• **TASK**: From the entries that follow, copy exactly the lines beginning at the line holding "is already taken." and continuing through the line holding "fn fmt(&self, f: &mut".
Segment Start: RECORDS FOR THIS EXERCISE
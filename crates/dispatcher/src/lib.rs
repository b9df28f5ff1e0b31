//! 调度核心
//!
//! - 调度策略与编排器：决定一批任务的执行顺序
//! - CRON 表达式求值
//! - `Scheduler`：任务注册、到期判断与重启

pub mod cron_utils;
pub mod orchestrator;
pub mod policies;
pub mod scheduler;


pub use cron_utils::{CronExpressionEvaluator, CronScheduler};
pub use orchestrator::SchedulePolicyOrchestrator;
pub use policies::*;
pub use scheduler::Scheduler;
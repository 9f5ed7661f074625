//! Harness configuration
//!
//! Values come from an environment-style key/value lookup; see [`env`] for
//! the keys. A missing key is an empty value, never an error.

pub mod env;

use crate::connection::ConnectionConfig;

/// Driver requested when none is configured
pub const DEFAULT_DRIVER: &str = "gobci";

/// Statement issued by the optional query phase
pub const DEFAULT_STATEMENT: &str = "SELECT 1 FROM DUAL";

/// Configuration for a single harness run
#[derive(Debug, Clone, PartialEq, Eq)]
pub struct HarnessConfig {
    /// Credentials and endpoint
    pub connection: ConnectionConfig,
    /// Registered name of the driver to open connections with
    pub driver: String,
    /// Run the query phase after the liveness check
    pub run_query: bool,
    /// Statement executed by the query phase
    pub statement: String,
}

impl HarnessConfig {
    /// Configuration with the default driver and the query phase disabled
    pub fn new(connection: ConnectionConfig) -> Self {
        Self {
            connection,
            driver: DEFAULT_DRIVER.to_string(),
            run_query: false,
            statement: DEFAULT_STATEMENT.to_string(),
        }
    }

    /// Create a builder
    ///
    /// # Examples
    ///
    /// ```
    /// use dbping::config::HarnessConfig;
    /// use dbping::connection::ConnectionConfig;
    ///
    /// let config = HarnessConfig::builder(ConnectionConfig::default())
    ///     .driver("memory")
    ///     .run_query(true)
    ///     .build();
    ///
    /// assert_eq!(config.driver, "memory");
    /// assert!(config.run_query);
    /// ```
    pub fn builder(connection: ConnectionConfig) -> HarnessConfigBuilder {
        HarnessConfigBuilder {
            config: Self::new(connection),
        }
    }

    /// Load configuration from the process environment
    pub fn from_env() -> crate::Result<Self> {
        env::load(|key| std::env::var(key).ok())
    }
}

/// Builder for [`HarnessConfig`]
#[derive(Debug, Clone)]
pub struct HarnessConfigBuilder {
    config: HarnessConfig,
}

impl HarnessConfigBuilder {
    /// Set the driver name
    pub fn driver(mut self, driver: impl Into<String>) -> Self {
        self.config.driver = driver.into();
        self
    }

    /// Enable or disable the query phase
    pub fn run_query(mut self, enabled: bool) -> Self {
        self.config.run_query = enabled;
        self
    }

    /// Override the statement issued by the query phase
    pub fn statement(mut self, statement: impl Into<String>) -> Self {
        self.config.statement = statement.into();
        self
    }

    /// Build the configuration
    pub fn build(self) -> HarnessConfig {
        self.config
    }
}
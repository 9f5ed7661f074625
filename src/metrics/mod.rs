//! Metrics for harness runs
//!
//! Recorded through the `metrics` facade. Nothing is exported unless the
//! embedding application installs a recorder.

pub mod counters;
pub mod histograms;
pub mod labels;
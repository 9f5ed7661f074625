//! dbping: connectivity checks for pluggable database drivers
//!
//! A run formats a `user/password@host:port/database` descriptor, opens a
//! connection through a driver looked up by name, pings it and can run one
//! fixed statement whose rows are written out as JSON lines.
//!
//! Drivers plug in through the [`driver::Driver`], [`driver::Conn`] and
//! [`driver::Rows`] traits and are registered in a [`driver::DriverRegistry`].
//! Rows decode into [`driver::RowValue`], a `serde_json::Value`, so the
//! harness never needs to know the result schema.
//!
//! # Example
//!
//! ```no_run
//! # async fn example() -> dbping::Result<()> {
//! use dbping::config::HarnessConfig;
//! use dbping::driver::DriverRegistry;
//! use dbping::Harness;
//!
//! let config = HarnessConfig::from_env()?;
//! let harness = Harness::from_registry(DriverRegistry::global(), config)?;
//! harness.run(&mut std::io::stdout()).await?;
//! # Ok(())
//! # }
//! ```

#![warn(missing_docs)]
#![warn(clippy::all)]

pub mod config;
pub mod connection;
pub mod driver;
pub mod error;
pub mod harness;
pub mod metrics;

pub use error::{DriverError, Error, Result};
pub use harness::{Harness, HarnessState, RunReport};
//! Driver registry

use super::Driver;
use crate::{Error, Result};
use std::collections::HashMap;
use std::sync::{Arc, OnceLock, RwLock, RwLockReadGuard, RwLockWriteGuard};

static GLOBAL: OnceLock<DriverRegistry> = OnceLock::new();

/// Thread-safe map from driver name to driver
#[derive(Default)]
pub struct DriverRegistry {
    drivers: RwLock<HashMap<String, Arc<dyn Driver>>>,
}

impl DriverRegistry {
    /// Create an empty registry
    pub fn new() -> Self {
        Self::default()
    }

    /// Process-wide registry
    ///
    /// Starts empty on first access; the embedding application registers its
    /// drivers before the first lookup. Later calls return the same instance.
    pub fn global() -> &'static DriverRegistry {
        GLOBAL.get_or_init(|| {
            tracing::debug!("initialising global driver registry");
            Self::new()
        })
    }

    fn read(&self) -> RwLockReadGuard<'_, HashMap<String, Arc<dyn Driver>>> {
        self.drivers.read().unwrap_or_else(|poisoned| poisoned.into_inner())
    }

    fn write(&self) -> RwLockWriteGuard<'_, HashMap<String, Arc<dyn Driver>>> {
        self.drivers.write().unwrap_or_else(|poisoned| poisoned.into_inner())
    }

    /// Register a driver under its own name
    ///
    /// Fails if the name is already taken.
    pub fn register(&self, driver: Arc<dyn Driver>) -> Result<()> {
        let name = driver.name().to_string();
        let mut drivers = self.write();

        if drivers.contains_key(&name) {
            return Err(Error::DriverExists(name));
        }

        tracing::debug!(driver = %name, "driver registered");
        drivers.insert(name, driver);
        Ok(())
    }

    /// Look up a driver by name
    pub fn get(&self, name: &str) -> Result<Arc<dyn Driver>> {
        self.read()
            .get(name)
            .cloned()
            .ok_or_else(|| Error::UnknownDriver(name.to_string()))
    }

    /// Registered driver names, sorted
    pub fn names(&self) -> Vec<String> {
        let mut names: Vec<String> = self.read().keys().cloned().collect();
        names.sort();
        names
    }
}

impl std::fmt::Debug for DriverRegistry {
    fn fmt(&self, f: &mut std::fmt::Formatter<'_>) -> std::fmt::Result {
        f.debug_struct("DriverRegistry")
            .field("drivers", &self.names())
            .finish()
    }
}
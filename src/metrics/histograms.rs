//! Histogram helpers

use super::labels;

/// Record total run duration in milliseconds
pub fn run_duration(driver: &str, outcome: &'static str, duration_ms: u64) {
    metrics::histogram!(
        labels::RUN_DURATION,
        "driver" => driver.to_string(),
        "outcome" => outcome
    )
    .record(duration_ms as f64);
}
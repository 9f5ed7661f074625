//! Lazy row stream over a cursor

use super::{RowValue, Rows};
use crate::{Error, Result};
use futures::stream::{self, Stream};

/// Stream every row of `rows`, decoded, in cursor order
///
/// The stream ends after the first error: a failed fetch yields
/// [`Error::Query`], a failed decode yields [`Error::Decode`] with the 0-based
/// row position. The cursor is borrowed, not closed; the caller releases it.
pub fn row_stream<R>(rows: &mut R) -> impl Stream<Item = Result<RowValue>> + '_
where
    R: Rows + ?Sized,
{
    stream::try_unfold((rows, 0usize), |(rows, position)| async move {
        if !rows.next().await.map_err(Error::Query)? {
            return Ok(None);
        }

        let value = rows
            .scan()
            .map_err(|source| Error::decode(position, source))?;

        Ok::<_, Error>(Some((value, (rows, position + 1))))
    })
}

#[cfg(test)]
mod tests {
    use super::*;
    use crate::driver::memory::{CallLog, Script};
    use crate::driver::DriverResult;
    use async_trait::async_trait;
    use futures::{StreamExt, TryStreamExt};
    use serde_json::json;

    struct Counting {
        remaining: usize,
    }

    #[async_trait]
    impl Rows for Counting {
        async fn next(&mut self) -> DriverResult<bool> {
            if self.remaining == 0 {
                return Ok(false);
            }
            self.remaining -= 1;
            Ok(true)
        }

        fn scan(&mut self) -> DriverResult<RowValue> {
            Ok(json!(self.remaining))
        }

        async fn close(&mut self) -> DriverResult<()> {
            Ok(())
        }
    }

    #[tokio::test]
    async fn test_stream_yields_rows_in_order() {
        let mut rows = Counting { remaining: 3 };
        let values: Vec<RowValue> = row_stream(&mut rows).try_collect().await.unwrap();
        assert_eq!(values, vec![json!(2), json!(1), json!(0)]);
    }

    #[tokio::test]
    async fn test_stream_empty() {
        let mut rows = Counting { remaining: 0 };
        let values: Vec<RowValue> = row_stream(&mut rows).try_collect().await.unwrap();
        assert!(values.is_empty());
    }

    #[tokio::test]
    async fn test_stream_stops_after_decode_error() {
        let script = Script::new().rows(["1", "{broken", "3"]);
        let mut rows = script.cursor(CallLog::new());

        let items: Vec<Result<RowValue>> = row_stream(&mut rows).collect().await;
        assert_eq!(items.len(), 2);
        assert_eq!(items[0].as_ref().unwrap(), &json!(1));
        assert!(matches!(items[1], Err(Error::Decode { row: 1, .. })));
    }

    #[tokio::test]
    async fn test_stream_fetch_error_is_query_error() {
        let script = Script::new().rows(["1", "2"]).fail_fetch_at(1, "lost connection");
        let mut rows = script.cursor(CallLog::new());

        let items: Vec<Result<RowValue>> = row_stream(&mut rows).collect().await;
        assert_eq!(items.len(), 2);
        assert!(matches!(items[1], Err(Error::Query(_))));
    }
}
//! Environment keys
//!
//! | key          | value                                      |
//! |--------------|--------------------------------------------|
//! | `USERNAME`   | user                                       |
//! | `PASSWORD`   | password                                   |
//! | `OBIP`       | host                                       |
//! | `OBPORT`     | port                                       |
//! | `OBDATABASE` | database                                   |
//! | `OBDRIVER`   | driver name (default [`DEFAULT_DRIVER`])   |
//! | `OBQUERY`    | run the query phase (`1`/`true`/`yes`/`on`) |

use super::{HarnessConfig, DEFAULT_DRIVER};
use crate::connection::ConnectionConfig;
use crate::{Error, Result};

/// Username key
pub const USERNAME: &str = "USERNAME";
/// Password key
pub const PASSWORD: &str = "PASSWORD";
/// Host key
pub const HOST: &str = "OBIP";
/// Port key
pub const PORT: &str = "OBPORT";
/// Database key
pub const DATABASE: &str = "OBDATABASE";
/// Driver name key
pub const DRIVER: &str = "OBDRIVER";
/// Query phase toggle key
pub const QUERY: &str = "OBQUERY";

/// Build connection configuration from a lookup; missing keys become empty strings
pub fn connection_config<F>(lookup: F) -> ConnectionConfig
where
    F: Fn(&str) -> Option<String>,
{
    let get = |key: &str| lookup(key).unwrap_or_default();

    ConnectionConfig::new(get(USERNAME), get(PASSWORD), get(HOST), get(PORT), get(DATABASE))
}

/// Build the full harness configuration from a lookup
///
/// Only `OBQUERY` can fail, when it holds something that is not a boolean.
pub fn load<F>(lookup: F) -> Result<HarnessConfig>
where
    F: Fn(&str) -> Option<String>,
{
    let connection = connection_config(&lookup);

    let driver = lookup(DRIVER)
        .filter(|name| !name.trim().is_empty())
        .unwrap_or_else(|| DEFAULT_DRIVER.to_string());

    let run_query = match lookup(QUERY) {
        Some(value) => parse_flag(QUERY, &value)?,
        None => false,
    };

    Ok(HarnessConfig::builder(connection)
        .driver(driver)
        .run_query(run_query)
        .build())
}

fn parse_flag(key: &str, value: &str) -> Result<bool> {
    match value.trim().to_ascii_lowercase().as_str() {
        "" | "0" | "false" | "no" | "off" => Ok(false),
        "1" | "true" | "yes" | "on" => Ok(true),
        other => Err(Error::Config(format!(
            "{} must be a boolean, got '{}'",
            key, other
        ))),
    }
}

#[cfg(test)]
mod tests {
    use super::*;
    use std::collections::HashMap;

    fn lookup_from(pairs: &[(&str, &str)]) -> impl Fn(&str) -> Option<String> {
        let map: HashMap<String, String> = pairs
            .iter()
            .map(|(k, v)| (k.to_string(), v.to_string()))
            .collect();
        move |key| map.get(key).cloned()
    }

    #[test]
    fn test_connection_config_from_lookup() {
        let lookup = lookup_from(&[
            ("USERNAME", "root@sys"),
            ("PASSWORD", "secret"),
            ("OBIP", "10.0.0.5"),
            ("OBPORT", "2881"),
            ("OBDATABASE", "oceanbase"),
        ]);

        let config = connection_config(lookup);
        assert_eq!(
            config,
            ConnectionConfig::new("root@sys", "secret", "10.0.0.5", "2881", "oceanbase")
        );
    }

    #[test]
    fn test_missing_keys_are_empty() {
        let config = connection_config(lookup_from(&[("OBIP", "10.0.0.5")]));

        assert_eq!(config.host, "10.0.0.5");
        assert!(config.user.is_empty());
        assert!(config.password.is_empty());
        assert!(config.port.is_empty());
        assert!(config.database.is_empty());
    }

    #[test]
    fn test_load_defaults() {
        let config = load(lookup_from(&[])).unwrap();

        assert_eq!(config.driver, DEFAULT_DRIVER);
        assert!(!config.run_query);
        assert_eq!(config.connection, ConnectionConfig::default());
    }

    #[test]
    fn test_load_driver_and_query() {
        let config = load(lookup_from(&[("OBDRIVER", "memory"), ("OBQUERY", "yes")])).unwrap();

        assert_eq!(config.driver, "memory");
        assert!(config.run_query);
    }

    #[test]
    fn test_blank_driver_falls_back_to_default() {
        let config = load(lookup_from(&[("OBDRIVER", "  ")])).unwrap();
        assert_eq!(config.driver, DEFAULT_DRIVER);
    }

    #[test]
    fn test_parse_flag() {
        for value in ["1", "true", "TRUE", "yes", "on", " On "] {
            assert!(parse_flag(QUERY, value).unwrap(), "{}", value);
        }
        for value in ["", "0", "false", "No", "off"] {
            assert!(!parse_flag(QUERY, value).unwrap(), "{}", value);
        }
    }

    #[test]
    fn test_invalid_flag() {
        let err = load(lookup_from(&[("OBQUERY", "maybe")])).unwrap_err();
        assert!(matches!(err, Error::Config(_)));
        assert!(err.to_string().contains("OBQUERY"));
    }
}
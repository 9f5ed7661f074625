//! Connection parameters
//!
//! This module handles:
//! * Credentials and endpoint configuration
//! * Data source descriptor formatting and parsing

mod config;
mod descriptor;

pub use config::{ConnectionConfig, ConnectionConfigBuilder};
pub use descriptor::DataSourceDescriptor;
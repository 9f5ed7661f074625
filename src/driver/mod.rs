//! Driver capability
//!
//! The harness talks to databases only through these traits. A driver opens
//! connections from a [`DataSourceDescriptor`]; a connection answers pings and
//! runs statements; a cursor yields rows that decode into [`RowValue`].
//!
//! Closing an already-closed connection or cursor must be a no-op on the
//! driver side.

pub mod memory;
mod registry;
mod stream;

pub use memory::MemoryDriver;
pub use registry::DriverRegistry;
pub use stream::row_stream;

use crate::connection::DataSourceDescriptor;
use crate::error::DriverError;
use async_trait::async_trait;

/// Decoded row of unknown shape
pub type RowValue = serde_json::Value;

/// Result type returned by driver methods
pub type DriverResult<T> = std::result::Result<T, DriverError>;

/// A named database driver
#[async_trait]
pub trait Driver: Send + Sync {
    /// Name the driver is registered under
    fn name(&self) -> &str;

    /// Open a connection
    async fn open(&self, descriptor: &DataSourceDescriptor) -> DriverResult<Box<dyn Conn>>;
}

/// An open connection
#[async_trait]
pub trait Conn: Send {
    /// Liveness check
    async fn ping(&mut self) -> DriverResult<()>;

    /// Execute a statement and return a cursor over its rows
    async fn query(&mut self, statement: &str) -> DriverResult<Box<dyn Rows>>;

    /// Release the connection
    async fn close(&mut self) -> DriverResult<()>;
}

/// Cursor over a result set
#[async_trait]
pub trait Rows: Send {
    /// Advance to the next row; `false` once the result set is exhausted
    async fn next(&mut self) -> DriverResult<bool>;

    /// Decode the current row
    fn scan(&mut self) -> DriverResult<RowValue>;

    /// Release the cursor
    async fn close(&mut self) -> DriverResult<()>;
}
#![no_main]

use dbping::connection::DataSourceDescriptor;
use libfuzzer_sys::fuzz_target;

fuzz_target!(|data: &str| {
    let descriptor = DataSourceDescriptor::from_raw(data);
    let _ = descriptor.redacted();

    // Whatever parses must format back to the same string
    if let Ok(config) = descriptor.parse() {
        let formatted = DataSourceDescriptor::from_config(&config);
        assert_eq!(formatted.as_str(), data);
    }
});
Segment End: RECORDS FOR THIS EXERCISE
• **SOLUTION TO THE EXERCISE**:
    /// Fails if the name is already taken.
    pub fn register(&self, driver: Arc<dyn Driver>) -> Result<()> {
        let name = driver.name().to_string();
        let mut drivers = self.write();

        if drivers.contains_key(&name) {
            return Err(Error::DriverExists(name));
        }

        tracing::debug!(driver = %name, "driver registered");
        drivers.insert(name, driver);
        Ok(())
    }

    /// Look up a driver by name
    pub fn get(&self, name: &str) -> Result<Arc<dyn Driver>> {
        self.read()
            .get(name)
            .cloned()
            .ok_or_else(|| Error::UnknownDriver(name.to_string()))
    }

    /// Registered driver names, sorted
    pub fn names(&self) -> Vec<String> {
        let mut names: Vec<String> = self.read().keys().cloned().collect();
        names.sort();
        names
    }
}

impl std::fmt::Debug for DriverRegistry {
    fn fmt(&self, f: &mut std::fmt::Formatter<'_>) -> std::fmt::Result {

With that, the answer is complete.